### Copyright (C) Microsoft Corporation.  
  
## Develop scoring script in a docker container
Purpose: Before operationalization (o16n), we show how to develop and test the containerized scripts (o16n python script that invokes the user provided R scoring script) using AML SDK experimentation framework.  
  
#### Authors

* **George Iordanescu** [Microsoft AI CAT](https://github.com/Microsoft/AMLSDKRModelsOperationalization) *Initial work*  
* See also the list of [contributors](https://github.com/Microsoft/AMLSDKRModelsOperationalization) who participated in this project.  
  
Here we use the experimentation (__e13n__) infrastructure in AML SDK to build a docker image that tests score.py script. This docker image alows running R code from python and is the closest proxy to the operationalization (__o16n__) docker image one will get in the next notebooks, where we operationalize the R model. The created docker image is __not__ identical to the o16n image because AML SDK does not allow BYOD (bring your own docker) scenario yet.
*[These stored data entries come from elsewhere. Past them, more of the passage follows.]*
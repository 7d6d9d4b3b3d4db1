//! Shared configuration types for Tandem services
//!
//! Configuration common to every Tandem process (database, storage root,
//! environment mode) lives here so the API binary and any future workers
//! read the same variables the same way.

mod database;
mod error;

pub use database::DatabaseConfig;
pub use error::{ConfigError, ConfigResult};

use serde::Serialize;
use std::env;
use std::path::PathBuf;

/// Common configuration shared between all services
#[derive(Debug, Clone)]
pub struct CommonConfig {
    /// Database configuration, `None` when no `DATABASE_URL` is set
    pub database: Option<DatabaseConfig>,

    /// Root directory that all audio file paths must resolve inside of
    pub storage_root: PathBuf,

    /// Environment mode (development, staging, production)
    pub environment: Environment,

    /// Log level (from RUST_LOG or LOG_LEVEL)
    pub log_level: String,
}

/// Application environment mode
#[derive(Debug, Clone, Copy, PartialEq, Eq, Default, Serialize)]
#[serde(rename_all = "lowercase")]
pub enum Environment {
    #[default]
    Development,
    Staging,
    Production,
}

impl std::str::FromStr for Environment {
    type Err = std::convert::Infallible;

    fn from_str(s: &str) -> Result<Self, Self::Err> {
        Ok(match s.to_lowercase().as_str() {
            "production" | "prod" => Self::Production,
            "staging" | "stage" => Self::Staging,
            _ => Self::Development,
        })
    }
}

impl Environment {
    /// Check if this is a production environment
    pub fn is_production(&self) -> bool {
        matches!(self, Self::Production)
    }

    /// Check if this is a development environment
    pub fn is_development(&self) -> bool {
        matches!(self, Self::Development)
    }
}

impl std::fmt::Display for Environment {
    fn fmt(&self, f: &mut std::fmt::Formatter<'_>) -> std::fmt::Result {
        match self {
            Self::Development => write!(f, "development"),
            Self::Staging => write!(f, "staging"),
            Self::Production => write!(f, "production"),
        }
    }
}

impl CommonConfig {
    /// Load common configuration from environment variables
    pub fn from_env() -> ConfigResult<Self> {
        let storage_root = env::var("STORAGE_ROOT")
            .or_else(|_| env::var("MUSIC_LIBRARY_PATH"))
            .unwrap_or_else(|_| "/music".to_string());

        Ok(Self {
            database: DatabaseConfig::from_env()?,
            storage_root: PathBuf::from(storage_root),
            environment: env::var("ENVIRONMENT")
                .unwrap_or_else(|_| "development".to_string())
                .parse()
                .unwrap_or_default(),
            log_level: env::var("RUST_LOG")
                .or_else(|_| env::var("LOG_LEVEL"))
                .unwrap_or_else(|_| "info".to_string()),
        })
    }

    /// Check if durable (Postgres) storage is configured
    pub fn has_database(&self) -> bool {
        self.database.is_some()
    }
}

/// Helper function to get a required environment variable
pub fn get_required_env(name: &str) -> ConfigResult<String> {
    env::var(name).map_err(|_| ConfigError::MissingEnvVar(name.to_string()))
}

/// Helper function to get an optional environment variable with a default
pub fn get_env_or_default(name: &str, default: &str) -> String {
    env::var(name).unwrap_or_else(|_| default.to_string())
}

/// Helper function to parse an environment variable into a specific type
pub fn parse_env<T>(name: &str, default: T) -> ConfigResult<T>
where
    T: std::str::FromStr,
    T::Err: std::fmt::Display,
{
    match env::var(name) {
        Ok(val) => val
            .parse()
            .map_err(|e| ConfigError::InvalidValue(name.to_string(), format!("{}", e))),
        Err(_) => Ok(default),
    }
}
The score.py script is written in python, but it has an R session created via rpy2. The R model is run via four interactions with an R session:
 - The init() function in score.py passes the R model file name to the R session which then loads the R model.  
 - The run() function in score.py passes the jsoned data to be scored to the R session with the model loaded above. jsoned data to be scored are then used with a full R scoring script using rpy2.robjects.r().  

Main steps:  
* Run score.py script (and the real R scoring script) in a docker image.
* Create artifacts for deployment:   
  - scoring script file in the project folder (variable __score_script_filename__)  
  - conda dependency file (adds R and desired packages to the base docker image)

* This covers strictly post e13n steps, so it assumes the existence of R model file (saved as an rds file on disk). This will be registered here so that we can use Model.get_model_path() function inside the init() funstion of the scoring script. See [azureml.core.model.Model](https://docs.microsoft.com/en-us/python/api/azureml-core/azureml.core.model.model?view=azure-ml-py#get-model-path-model-name--version-none---workspace-none-) for details about encapsulating the model path in the 016n docker image.

In [None]:
# Allow multiple displays per cell
from IPython.core.interactiveshell import InteractiveShell
InteractiveShell.ast_node_interactivity = "all"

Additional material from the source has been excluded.